I have seen an interest in students over the years in seeking out public health aspects of design, and I have students who are very interested in these larger issues like climate change, species loss, zoonotic diseases and global health. I think young students are much more aware than I was when I came into the profession of the interconnectivity of the world, especially with animals and plants. Communication modes have allowed younger and younger students to explore complex topics in ways that are very digestible to them. As scientists get better at explaining their ideas, this all becomes easier for the everyday person to digest. There’s definitely a movement.

Do you have any words of advice or encouragement to offer our readers?

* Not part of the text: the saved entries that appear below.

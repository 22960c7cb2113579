use std::collections::HashMap;
use std::fmt;
use std::sync::{Arc, Weak};

use parking_lot::Mutex;

use crate::models::device::DeviceId;
use crate::traits::backend::PlaybackDevice;

struct Slot {
    device: Arc<dyn PlaybackDevice>,
    leases: usize,
}

type Slots = Mutex<HashMap<DeviceId, Slot>>;

/// Central registry of playback devices, keyed by stable identity.
///
/// Components never hold a device directly; they hold a [`DeviceLease`].
/// A device stays registered while at least one lease is alive and is
/// dropped (releasing its native handle) together with the last lease.
///
/// Cloning the arena yields another handle to the same registry.
#[derive(Clone, Default)]
pub struct DeviceArena {
    slots: Arc<Slots>,
}

impl DeviceArena {
    pub fn new() -> Self {
        Self::default()
    }

    /// Acquire a lease on `device`.
    ///
    /// If a device with the same identity is already registered, the existing
    /// registration is reused and `device` is discarded.
    pub fn lease(&self, device: Arc<dyn PlaybackDevice>) -> DeviceLease {
        let id = device.id().clone();
        let mut slots = self.slots.lock();
        let slot = slots
            .entry(id.clone())
            .or_insert_with(|| Slot { device, leases: 0 });
        slot.leases += 1;
        log::debug!("lease acquired on {} ({} held)", id, slot.leases);

        DeviceLease {
            device: Arc::clone(&slot.device),
            id,
            arena: Arc::downgrade(&self.slots),
        }
    }

    /// Number of live leases on `id`; 0 if the device is not registered.
    pub fn lease_count(&self, id: &DeviceId) -> usize {
        self.slots.lock().get(id).map_or(0, |s| s.leases)
    }

    pub fn contains(&self, id: &DeviceId) -> bool {
        self.slots.lock().contains_key(id)
    }

    /// Number of registered devices.
    pub fn len(&self) -> usize {
        self.slots.lock().len()
    }

    pub fn is_empty(&self) -> bool {
        self.slots.lock().is_empty()
    }
}

/// A counted reference to a registered device.
///
/// `clone()` acquires another lease and dropping releases it, so every
/// acquire is balanced by exactly one release.
pub struct DeviceLease {
    id: DeviceId,
    device: Arc<dyn PlaybackDevice>,
    arena: Weak<Slots>,
}

impl DeviceLease {
    pub fn id(&self) -> &DeviceId {
        &self.id
    }

    pub fn device(&self) -> &dyn PlaybackDevice {
        self.device.as_ref()
    }
}

impl Clone for DeviceLease {
    fn clone(&self) -> Self {
        if let Some(registry) = self.arena.upgrade() {
            if let Some(slot) = registry.lock().get_mut(&self.id) {
                slot.leases += 1;
            }
        }
        Self {
            id: self.id.clone(),
            device: Arc::clone(&self.device),
            arena: Weak::clone(&self.arena),
        }
    }
}

impl Drop for DeviceLease {
    fn drop(&mut self) {
        let Some(registry) = self.arena.upgrade() else {
            return;
        };
        let mut slots = registry.lock();
        let Some(slot) = slots.get_mut(&self.id) else {
            return;
        };
        slot.leases -= 1;
        if slot.leases == 0 {
            slots.remove(&self.id);
            log::debug!("released last lease on {}", self.id);
        }
    }
}

impl PartialEq for DeviceLease {
    fn eq(&self, other: &Self) -> bool {
        self.id == other.id
    }
}

impl Eq for DeviceLease {}

impl fmt::Debug for DeviceLease {
    fn fmt(&self, f: &mut fmt::Formatter<'_>) -> fmt::Result {
        f.debug_tuple("DeviceLease").field(&self.id).finish()
    }
}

I would encourage everyone to increase your intentionality and collaborate with others who might be able to add value to your project. It is not, you know, embracing the fact that this is as additional work. This is another value that’s added. This is, you know, if you think about it, in terms of marketing, or in performance, landscaped performance, or in your contribution to the world, or contribution to our species, or however you want to frame the way that you’re thinking of that. Having this knowledge being layered makes your projects better. It doesn’t have to be more work. So that’s the other thing that often holds folks back is that, you know, you might have the intention, but your clients, or the budget that you have doesn’t allow for that. And it’s about finding creative ways to take the practices that you’re already doing, and just layer this information in, and it eventually, there’s a learning curve that happens, and eventually, it’ll just become common practice.